CAREW, Richard, of Antony, was born in 1551, and was educated at Christ Church, Oxford. He was a friend of Camden and Cotton, and gave much attention to the study of antiquities. When the society of antiquaries was founded in 1572, he was one of the original fellows. In 1602 he published the first edition of his "Survey of Cornwall," in quarto, a second edition of which was published in 1723, and a third in 1789. He was a man of good abilities and studious habits, being self-taught in the Greek, Italian, German, French, and Spanish languages. He died suddenly in 1620.—M.

CAREW, Sir Thomas, knight, eighth baron of Carew and Mullesford, son of Leonard, Baron Carew, born in 1368. He was a distinguished commander both by sea and land. We find his name in the list of persons summoned to attend a great council of the nation in 1405. He was present at the battle of Agincourt in 1415. In 1417 he commanded the expedition which conveyed the earl of March to France. The next year he was made captain of Harfleur, and was intrusted with the defence of the passage over the river Seine. Died in 1430.—(Acts of Privy Council, State Papers, &c.)—M.

CAREW, Thomas, of Bicklegh, Devon, was the second son of Sir Edmund, Baron Carew of Ottery Mohun, in the same county. He joined the expedition under the earl of Surrey against Scotland in 1513, and was present at the battle of Flodden Field. Before the battle began, a gallant Scottish knight sent a challenge to the English army, offering battle to any gentleman that would fight him for the honour of his country. Carew received permission to accept the challenge, and won the victory. He greatly distinguished himself in the battle, but was ultimately taken prisoner.—M.

CAREW, Thomas, an English poet of great merit, friend of Ben Jonson and Davenant. His parentage and the date of his birth are somewhat uncertain, but there are strong reasons for believing that he was the second son of Sir Matthew Carew of Littleton in the county of Worcester, and that he was born in 1589. He entered at the Temple, and was afterwards for a short time secretary to Sir Dudley Carleton, from whose service he was dismissed in 1616. He was also a gentleman of the privy chamber, and sewer to King Charles I. He lived a gay and dissipated life, but Clarendon says "he died with the greatest remorse for that license, and with the greatest manifestation of christianity that his best friends could desire." Wood says that his death occurred about 1639. Thomas Carew has often been confounded with Thomas Carey, son of the earl of Monmouth, who lived at the same time, and was also a poet of considerable celebrity. The similarity in the pronunciation of their names, has probably given rise to the mistake, Carew being pronounced Carey. Carew's poems were published in 1640. Several beautiful songs of his yet remain in MS. in the Ashmolean library, and there are, doubtless, other stray pieces in the British museum. Many of his lyrics and sonnets were set to music by the famous composers, Henry and William Lawes, and were sung frequently at the court masques. Hallam says of Carew, that he has more fancy and more tenderness than Waller; high praise, in which, however, Percy, who has also commended our author, would have joined.—M.

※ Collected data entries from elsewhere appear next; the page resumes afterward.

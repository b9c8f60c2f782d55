//! Report renderers over aggregated report items.
//!
//! All renderers consume the same ordered `ReportItem` sequence, so the
//! text, HTML and JSON outputs list actions identically.

pub mod html;
pub mod text;

use crate::error::Result;
use crate::pipeline::ReportItem;
use crate::utils::url::quote;

pub use html::format_html_report;
pub use text::format_text_report;

/// Wikidata page of an item.
pub fn item_url(item: &str) -> String {
    format!("https://www.wikidata.org/wiki/{}", quote(item))
}

/// Repology page of a project.
pub fn project_url(name: &str) -> String {
    format!("https://repology.org/project/{}", quote(name))
}

/// Serialize report items as pretty-printed JSON.
pub fn format_json_report(items: &[ReportItem]) -> Result<String> {
    let mut json = serde_json::to_string_pretty(items)?;
    json.push('\n');
    Ok(json)
}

* CAREY, Alice and Phœbe, two American sisters, who have published several volumes of poetry and miscellaneous prose, which have attracted considerable notice. They were born in a rural district near Cincinnati, Ohio—the eldest, Alice, in 1822—and have had the advantages only of a common school education. They have lived together in the home which was their birthplace, most of the time in portionless orphanage, with little aid from books or literary friends. A volume of their poems was printed at Philadelphia in 1850; and this was succeeded the next year by one of prose sketches, entitled "Clovernook, or Recollections of our Neighbourhood in the West." A second series of these sketches appeared in 1853, and these have been followed by several other volumes of prose and verse. Without showing any of the higher qualities of art, their books are popular, as they are written in an easy and natural style, and evince a lively fancy, a nice observation of nature, and correct sentiment.—F. B.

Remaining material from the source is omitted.